The funding comes from the UNC System Rural Residency Medical Education and Training Fund, established by the North Carolina General Assembly in the 2023 State Appropriations Act. The goal of the fund is clear: use flexible state dollars to train more health care providers in rural North Carolina and connect them to the communities that need them most.
More than $4.4 million dollars from that fund will support 21 grants that feature interprofessional student training across several disciplines, including medicine, nursing, clinical psychology, social work, speech language pathology, occupational therapy, pharmacy, and dentistry. Another $1.3 million will support the development of a rural family medicine residency program at UNC Health Blue Ridge in Morganton, and a rural general surgery program partnership between Southeastern Area Health Education Center and Novant Health in Pender and Brunswick counties.
“Educating doctors, nurses, and health professionals to serve our state is one of the University’s most important responsibilities,” said UNC System President Peter Hans. “Every North Carolinian deserves quality care close to home, and we are committed to that mission. “
Other grant-funded projects build new training pathways around the state.

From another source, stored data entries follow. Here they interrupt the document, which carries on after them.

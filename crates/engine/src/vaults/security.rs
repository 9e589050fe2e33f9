//! Orders vaults by how safely they can take on new outbound payments.

use std::{cmp::Ordering, collections::BTreeMap};

use custody_primitives::{
    ids::PubKey,
    types::{Amount, BlockHeight},
    vault::Vault,
};

use crate::{
    context::CustodyCtx,
    errors::EngineResult,
    pricing::PricingOracle,
    store::CustodyStore,
};

/// The sort key of a vault. Smaller ranks are more secure.
#[derive(Debug, Clone, PartialEq, Eq)]
pub struct SecurityRank {
    /// Items scheduled on the vault within the signing window that are still unsigned.
    pub unsigned: usize,

    /// Native value of the vault's holdings.
    pub value: Amount,

    /// Height at which the vault entered its status.
    pub status_since: BlockHeight,

    /// The vault's public key.
    pub pub_key: PubKey,
}

impl Ord for SecurityRank {
    fn cmp(&self, other: &Self) -> Ordering {
        self.unsigned
            .cmp(&other.unsigned)
            .then_with(|| other.value.cmp(&self.value))
            .then_with(|| self.status_since.cmp(&other.status_since))
            .then_with(|| self.pub_key.cmp(&other.pub_key))
    }
}

impl PartialOrd for SecurityRank {
    fn partial_cmp(&self, other: &Self) -> Option<Ordering> {
        Some(self.cmp(other))
    }
}

impl CustodyCtx<'_> {
    /// Sorts `vaults` from most to least secure, counting unsigned items scheduled in the last
    /// `window` blocks.
    pub fn sort_by_security(&self, vaults: Vec<Vault>, window: u64) -> EngineResult<Vec<Vault>> {
        let from = self.height.saturating_sub(window);
        let mut unsigned: BTreeMap<PubKey, usize> = BTreeMap::new();
        for txout in self.store().scheduled_between(from, self.height)? {
            for item in txout.pending() {
                if let Some(vault) = &item.vault_pub_key {
                    *unsigned.entry(vault.clone()).or_default() += 1;
                }
            }
        }

        let mut ranked = vaults
            .into_iter()
            .map(|vault| {
                let rank = SecurityRank {
                    unsigned: unsigned.get(&vault.pub_key).copied().unwrap_or_default(),
                    value: self.holdings_value(&vault)?,
                    status_since: vault.status_since,
                    pub_key: vault.pub_key.clone(),
                };
                Ok((rank, vault))
            })
            .collect::<EngineResult<Vec<_>>>()?;
        ranked.sort_by(|a, b| a.0.cmp(&b.0));

        Ok(ranked.into_iter().map(|(_, vault)| vault).collect())
    }

    /// Native value of everything the vault holds. Assets without a pool count as zero.
    fn holdings_value(&self, vault: &Vault) -> EngineResult<Amount> {
        let mut total: Amount = 0;
        for coin in vault.coins() {
            total = total.saturating_add(self.store().coin_value_or_zero(&coin)?);
        }

        Ok(total)
    }
}
//! Provides utilities to initialize logging.
use std::env;

use tracing::*;
use tracing_subscriber::{layer::SubscriberExt, util::SubscriberInitExt, Layer};

/// Environment variable name for the service label, which is appended to the
/// whoami string.
pub const SVC_LABEL_ENVVAR: &str = "CUSTODY_SVC_LABEL";

/// Configuration for the logger.
#[derive(Debug, Clone)]
pub struct LoggerConfig {
    /// The whoami string, which is used to identify the service in logs.
    whoami: String,

    /// Whether to include the source file of each event.
    with_file: bool,

    /// Whether to include the line number of each event.
    with_line_number: bool,
}

impl LoggerConfig {
    /// Creates a new instance with whoami set and source locations taken from the
    /// `LOG_FILE`/`LOG_LINE_NUM` envvars.
    pub fn new(whoami: String) -> Self {
        Self {
            whoami,
            with_file: env::var("LOG_FILE").is_ok_and(|v| v == "1"),
            with_line_number: env::var("LOG_LINE_NUM").is_ok_and(|v| v == "1"),
        }
    }

    /// Creates a new instance with the whoami string set to the provided
    /// string.
    pub fn with_base_name(s: &str) -> Self {
        Self::new(get_whoami_string(s))
    }

    /// Returns the whoami string.
    pub fn whoami(&self) -> &str {
        &self.whoami
    }
}

impl Default for LoggerConfig {
    fn default() -> Self {
        Self::with_base_name("(custody)")
    }
}

/// Initializes the logging subsystem with the provided config.
///
/// Only the first call installs a subscriber; later calls (e.g. from several tests in one
/// process) are no-ops.
pub fn init(config: LoggerConfig) {
    let filt = tracing_subscriber::EnvFilter::from_default_env();

    // Stdout logging.
    let stdout_sub = tracing_subscriber::fmt::layer()
        .compact()
        .event_format(
            tracing_subscriber::fmt::format()
                .with_file(config.with_file)
                .with_line_number(config.with_line_number),
        )
        .with_filter(filt);

    if tracing_subscriber::registry()
        .with(stdout_sub)
        .try_init()
        .is_ok()
    {
        info!(whoami = %config.whoami, "logging started");
    }
}

/// Gets the service label from the standard envvar, which should be included
/// in the whoami string.
pub fn get_service_label_from_env() -> Option<String> {
    env::var(SVC_LABEL_ENVVAR).ok()
}

/// Computes a standard whoami string.
pub fn get_whoami_string(base: &str) -> String {
    match get_service_label_from_env() {
        Some(label) => format!("{base}%{label}"),
        None => base.to_owned(),
    }
}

The University of North Carolina at Chapel Hill’s Military Education Immersion Center will use $200,000 to create rural training tracks for military health care professionals to work with surgical residents and physician assistant graduates, helping more providers gain experience at rural UNC Health hospitals where there are staffing shortages.
Several grants address behavioral health and substance use treatment. UNC Pembroke received nearly $400,000 to help more social workers treat people with substance use disorders in southeastern North Carolina.
In the high country, Appalachian State University and Mountain Area Health Education Center’s rural family medicine program will use nearly $200,000 to train family medicine residents alongside graduate nursing students and others in a clinic that cares for children with behavioral and developmental needs. This experience prepares graduate students and family medicine residents to confidently care for young patients in areas that lack pediatricians.
As part of this initiative, the UNC System Office will partner with the Sheps Center to provide technical assistance to grantees. Rural workforce outcomes will also be tracked and evaluated.